*** Records for processing ***
//! ClipSync: clipboard synchronization across machines.
//!
//! One process runs as the master relay (`--listen`); every participating
//! machine runs a slave (`--master` + `--advertise-address`) that reports its
//! local clipboard changes and applies everyone else's.
//!
//! # What happens at startup
//!
//! 1. CLI arguments are parsed and the config file is loaded.
//! 2. `tracing_subscriber` is initialised.  `RUST_LOG` wins; otherwise the
//!    config file's `log_level` is used.
//! 3. The role is resolved; an inconsistent set of arguments exits non-zero.
//! 4. A Ctrl+C handler is spawned that stops the role gracefully.

use std::sync::atomic::{AtomicBool, Ordering};
use std::sync::Arc;

use anyhow::Context;
use clap::Parser;
use clipsync::cli::{Cli, Mode};
use clipsync::config::load_config;
use clipsync::runtime::{build_slave, Master};
use tracing::{error, info};
use tracing_subscriber::EnvFilter;

#[tokio::main]
async fn main() -> anyhow::Result<()> {
    let cli = Cli::parse();
    let config = load_config(cli.config.as_deref()).context("failed to load configuration")?;

    tracing_subscriber::fmt()
        .with_env_filter(
            EnvFilter::try_from_default_env()
                .unwrap_or_else(|_| EnvFilter::new(config.log_level.as_str())),
        )
        .init();

    match cli.mode()? {
        Mode::Master { listen } => {
            let master = Master::bind(listen, config.relay.to_relay_config()).await?;
            info!("ClipSync master starting on {}", master.local_addr()?);

            let running = Arc::new(AtomicBool::new(true));
            let running_clone = Arc::clone(&running);
            tokio::spawn(async move {
                match tokio::signal::ctrl_c().await {
                    Ok(()) => {
                        info!("received Ctrl+C; initiating graceful shutdown");
                        running_clone.store(false, Ordering::Relaxed);
                    }
                    Err(e) => error!("failed to listen for Ctrl+C signal: {e}"),
                }
            });

            master.run(running).await;
            info!("ClipSync master stopped");
        }
        Mode::Slave {
            master,
            advertise_address,
        } => {
            let engine = build_slave(
                config.slave.to_link_config(&master),
                config.slave.to_sync_config(&advertise_address),
                config.slave.poll_interval(),
            )?;

            let stopper = Arc::clone(&engine);
            tokio::spawn(async move {
                match tokio::signal::ctrl_c().await {
                    Ok(()) => {
                        info!("received Ctrl+C; initiating graceful shutdown");
                        stopper.stop();
                    }
                    Err(e) => error!("failed to listen for Ctrl+C signal: {e}"),
                }
            });

            engine
                .run()
                .await
                .with_context(|| format!("slave {advertise_address} stopped with an error"))?;
            info!("ClipSync slave stopped");
        }
    }
    Ok(())
}
//! Infrastructure layer for the relay.
//!
//! Contains the OS-facing adapter: the TCP server that turns sockets into
//! calls on [`crate::application::relay_session::RelayService`].
//!
//! **Dependency rule**: this layer may depend on `application` and
//! `clipsync_core`, but MUST NOT be imported by the `application` layer.

pub mod network;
*** End of Records for processing ***
Required work
Every entry above must be reproduced word for word.

Solution
//! ClipSync: clipboard synchronization across machines.
//!
//! One process runs as the master relay (`--listen`); every participating
//! machine runs a slave (`--master` + `--advertise-address`) that reports its
//! local clipboard changes and applies everyone else's.
//!
//! # What happens at startup
//!
//! 1. CLI arguments are parsed and the config file is loaded.
//! 2. `tracing_subscriber` is initialised.  `RUST_LOG` wins; otherwise the
//!    config file's `log_level` is used.
//! 3. The role is resolved; an inconsistent set of arguments exits non-zero.
//! 4. A Ctrl+C handler is spawned that stops the role gracefully.

use std::sync::atomic::{AtomicBool, Ordering};
use std::sync::Arc;

use anyhow::Context;
use clap::Parser;
use clipsync::cli::{Cli, Mode};
use clipsync::config::load_config;
use clipsync::runtime::{build_slave, Master};
use tracing::{error, info};
use tracing_subscriber::EnvFilter;

#[tokio::main]
async fn main() -> anyhow::Result<()> {
    let cli = Cli::parse();
    let config = load_config(cli.config.as_deref()).context("failed to load configuration")?;

    tracing_subscriber::fmt()
        .with_env_filter(
            EnvFilter::try_from_default_env()
                .unwrap_or_else(|_| EnvFilter::new(config.log_level.as_str())),
        )
        .init();

    match cli.mode()? {
        Mode::Master { listen } => {
            let master = Master::bind(listen, config.relay.to_relay_config()).await?;
            info!("ClipSync master starting on {}", master.local_addr()?);

            let running = Arc::new(AtomicBool::new(true));
            let running_clone = Arc::clone(&running);
            tokio::spawn(async move {
                match tokio::signal::ctrl_c().await {
                    Ok(()) => {
                        info!("received Ctrl+C; initiating graceful shutdown");
                        running_clone.store(false, Ordering::Relaxed);
                    }
                    Err(e) => error!("failed to listen for Ctrl+C signal: {e}"),
                }
            });

            master.run(running).await;
            info!("ClipSync master stopped");
        }
        Mode::Slave {
            master,
            advertise_address,
        } => {
            let engine = build_slave(
                config.slave.to_link_config(&master),
                config.slave.to_sync_config(&advertise_address),
                config.slave.poll_interval(),
            )?;

            let stopper = Arc::clone(&engine);
            tokio::spawn(async move {
                match tokio::signal::ctrl_c().await {
                    Ok(()) => {
                        info!("received Ctrl+C; initiating graceful shutdown");
                        stopper.stop();
                    }
                    Err(e) => error!("failed to listen for Ctrl+C signal: {e}"),
                }
            });

            engine
                .run()
                .await
                .with_context(|| format!("slave {advertise_address} stopped with an error"))?;
            info!("ClipSync slave stopped");
        }
    }
    Ok(())
}
//! Infrastructure layer for the relay.
//!
//! Contains the OS-facing adapter: the TCP server that turns sockets into
//! calls on [`crate::application::relay_session::RelayService`].
//!
//! **Dependency rule**: this layer may depend on `application` and
//! `clipsync_core`, but MUST NOT be imported by the `application` layer.

pub mod network;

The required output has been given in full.